■ **EXERCISE AIM**:
Scan the data for "BTreeSet" and copy each matching line.

*** Block opens ***

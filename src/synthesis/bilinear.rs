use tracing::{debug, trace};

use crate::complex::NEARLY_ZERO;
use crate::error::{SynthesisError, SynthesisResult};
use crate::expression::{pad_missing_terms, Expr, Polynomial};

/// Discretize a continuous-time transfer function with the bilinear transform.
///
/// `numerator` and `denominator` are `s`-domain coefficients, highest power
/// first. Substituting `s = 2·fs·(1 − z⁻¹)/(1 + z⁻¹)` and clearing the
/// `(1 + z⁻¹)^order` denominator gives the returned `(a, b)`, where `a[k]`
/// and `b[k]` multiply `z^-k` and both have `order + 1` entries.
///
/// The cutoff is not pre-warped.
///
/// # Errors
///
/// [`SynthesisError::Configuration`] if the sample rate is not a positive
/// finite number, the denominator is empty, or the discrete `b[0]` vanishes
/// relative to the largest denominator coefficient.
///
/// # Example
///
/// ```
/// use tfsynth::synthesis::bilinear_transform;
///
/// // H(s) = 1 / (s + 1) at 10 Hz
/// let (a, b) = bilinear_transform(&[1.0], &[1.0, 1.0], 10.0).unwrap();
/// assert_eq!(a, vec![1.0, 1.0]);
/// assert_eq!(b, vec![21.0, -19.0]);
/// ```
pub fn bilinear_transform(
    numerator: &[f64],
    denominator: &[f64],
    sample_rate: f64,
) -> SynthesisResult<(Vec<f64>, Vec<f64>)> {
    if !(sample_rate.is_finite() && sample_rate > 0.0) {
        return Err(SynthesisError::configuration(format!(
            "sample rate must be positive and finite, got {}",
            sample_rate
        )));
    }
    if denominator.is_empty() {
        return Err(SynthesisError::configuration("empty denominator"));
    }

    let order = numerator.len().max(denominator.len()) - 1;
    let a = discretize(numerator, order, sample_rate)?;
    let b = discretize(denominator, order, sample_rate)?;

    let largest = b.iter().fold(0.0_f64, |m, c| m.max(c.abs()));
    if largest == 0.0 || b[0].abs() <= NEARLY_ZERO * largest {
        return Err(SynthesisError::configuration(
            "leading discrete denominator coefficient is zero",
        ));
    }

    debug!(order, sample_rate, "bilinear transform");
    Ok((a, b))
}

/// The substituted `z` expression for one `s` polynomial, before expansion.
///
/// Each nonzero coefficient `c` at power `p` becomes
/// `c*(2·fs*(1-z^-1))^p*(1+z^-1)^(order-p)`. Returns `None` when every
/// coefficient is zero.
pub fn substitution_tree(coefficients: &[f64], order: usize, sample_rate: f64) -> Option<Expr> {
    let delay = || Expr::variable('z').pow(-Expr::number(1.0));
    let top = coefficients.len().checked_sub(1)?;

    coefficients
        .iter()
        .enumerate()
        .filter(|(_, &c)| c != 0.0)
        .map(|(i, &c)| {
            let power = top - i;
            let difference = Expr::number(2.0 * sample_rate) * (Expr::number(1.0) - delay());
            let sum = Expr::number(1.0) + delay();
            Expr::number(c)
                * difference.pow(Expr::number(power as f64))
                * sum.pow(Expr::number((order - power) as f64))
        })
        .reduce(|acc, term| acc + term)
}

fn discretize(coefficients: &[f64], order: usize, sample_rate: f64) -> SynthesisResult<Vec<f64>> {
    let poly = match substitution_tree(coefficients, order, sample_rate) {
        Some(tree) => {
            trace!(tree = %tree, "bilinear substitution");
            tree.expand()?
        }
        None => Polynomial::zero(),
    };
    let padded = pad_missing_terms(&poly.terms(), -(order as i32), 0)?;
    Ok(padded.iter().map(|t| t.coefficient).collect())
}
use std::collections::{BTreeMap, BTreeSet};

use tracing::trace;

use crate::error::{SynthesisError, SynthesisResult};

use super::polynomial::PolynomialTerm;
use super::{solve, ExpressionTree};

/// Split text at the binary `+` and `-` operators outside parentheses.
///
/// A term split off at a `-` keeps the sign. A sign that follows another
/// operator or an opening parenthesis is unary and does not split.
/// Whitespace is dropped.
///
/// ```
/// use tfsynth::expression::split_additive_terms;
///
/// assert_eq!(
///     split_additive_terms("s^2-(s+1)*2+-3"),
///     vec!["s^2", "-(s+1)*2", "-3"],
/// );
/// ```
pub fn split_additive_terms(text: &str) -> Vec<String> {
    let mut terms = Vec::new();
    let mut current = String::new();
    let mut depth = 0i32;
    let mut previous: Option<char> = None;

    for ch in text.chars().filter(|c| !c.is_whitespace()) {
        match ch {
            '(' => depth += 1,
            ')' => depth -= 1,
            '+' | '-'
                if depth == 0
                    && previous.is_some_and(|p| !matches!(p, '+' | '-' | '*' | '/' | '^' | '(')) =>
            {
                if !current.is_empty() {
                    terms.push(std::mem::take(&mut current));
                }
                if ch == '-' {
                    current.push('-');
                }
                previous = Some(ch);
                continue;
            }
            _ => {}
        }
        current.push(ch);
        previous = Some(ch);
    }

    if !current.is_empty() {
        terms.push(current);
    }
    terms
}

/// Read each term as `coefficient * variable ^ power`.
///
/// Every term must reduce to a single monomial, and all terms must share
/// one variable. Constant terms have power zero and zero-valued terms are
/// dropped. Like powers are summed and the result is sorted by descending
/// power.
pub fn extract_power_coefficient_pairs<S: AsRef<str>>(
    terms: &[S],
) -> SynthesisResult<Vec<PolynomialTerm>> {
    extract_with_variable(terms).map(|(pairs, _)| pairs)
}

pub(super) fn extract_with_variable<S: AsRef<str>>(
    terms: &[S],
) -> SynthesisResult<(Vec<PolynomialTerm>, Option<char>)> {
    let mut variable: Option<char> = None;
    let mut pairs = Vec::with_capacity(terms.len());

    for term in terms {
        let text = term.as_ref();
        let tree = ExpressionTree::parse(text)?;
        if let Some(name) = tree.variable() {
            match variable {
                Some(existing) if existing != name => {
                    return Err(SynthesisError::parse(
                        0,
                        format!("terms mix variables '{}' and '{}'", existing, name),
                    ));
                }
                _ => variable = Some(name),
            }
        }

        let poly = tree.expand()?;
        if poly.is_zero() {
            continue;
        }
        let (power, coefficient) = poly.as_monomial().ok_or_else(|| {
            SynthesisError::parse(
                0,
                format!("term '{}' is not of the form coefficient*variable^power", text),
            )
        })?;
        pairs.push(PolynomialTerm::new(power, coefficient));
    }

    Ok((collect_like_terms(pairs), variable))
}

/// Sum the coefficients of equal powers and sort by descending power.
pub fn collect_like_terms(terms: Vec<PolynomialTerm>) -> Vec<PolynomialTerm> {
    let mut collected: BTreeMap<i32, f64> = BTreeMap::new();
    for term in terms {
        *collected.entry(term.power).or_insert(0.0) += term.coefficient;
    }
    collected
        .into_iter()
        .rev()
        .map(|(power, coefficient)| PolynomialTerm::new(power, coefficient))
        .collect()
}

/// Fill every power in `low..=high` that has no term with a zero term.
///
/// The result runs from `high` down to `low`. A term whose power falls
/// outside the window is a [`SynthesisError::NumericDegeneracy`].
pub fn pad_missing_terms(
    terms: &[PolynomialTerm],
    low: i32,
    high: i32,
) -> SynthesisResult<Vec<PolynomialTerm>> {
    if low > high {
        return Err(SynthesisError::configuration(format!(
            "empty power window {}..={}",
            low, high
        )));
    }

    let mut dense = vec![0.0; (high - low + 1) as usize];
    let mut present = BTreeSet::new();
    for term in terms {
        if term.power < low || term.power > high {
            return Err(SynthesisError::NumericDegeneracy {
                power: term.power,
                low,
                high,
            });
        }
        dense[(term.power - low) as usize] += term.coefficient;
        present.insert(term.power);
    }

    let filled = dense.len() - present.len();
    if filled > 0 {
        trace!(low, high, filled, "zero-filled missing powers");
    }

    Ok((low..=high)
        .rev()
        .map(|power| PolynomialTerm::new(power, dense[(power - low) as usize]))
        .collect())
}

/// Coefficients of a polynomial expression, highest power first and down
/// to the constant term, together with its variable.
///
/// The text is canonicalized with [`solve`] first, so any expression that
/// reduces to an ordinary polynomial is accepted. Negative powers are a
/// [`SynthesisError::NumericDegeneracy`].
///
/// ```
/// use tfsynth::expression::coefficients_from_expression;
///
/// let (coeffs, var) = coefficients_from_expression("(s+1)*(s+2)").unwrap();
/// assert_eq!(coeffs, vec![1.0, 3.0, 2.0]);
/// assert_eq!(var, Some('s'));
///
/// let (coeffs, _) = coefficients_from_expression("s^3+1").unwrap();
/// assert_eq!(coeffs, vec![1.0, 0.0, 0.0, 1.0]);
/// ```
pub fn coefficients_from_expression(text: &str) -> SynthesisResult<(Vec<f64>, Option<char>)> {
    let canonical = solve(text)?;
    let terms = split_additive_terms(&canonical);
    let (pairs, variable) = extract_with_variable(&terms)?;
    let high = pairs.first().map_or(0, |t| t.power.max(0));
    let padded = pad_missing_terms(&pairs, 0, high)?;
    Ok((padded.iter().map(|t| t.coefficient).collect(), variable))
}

*** Block closes ***

■ **THE COMPLETED TASK**:
use std::collections::{BTreeMap, BTreeSet};
    let mut present = BTreeSet::new();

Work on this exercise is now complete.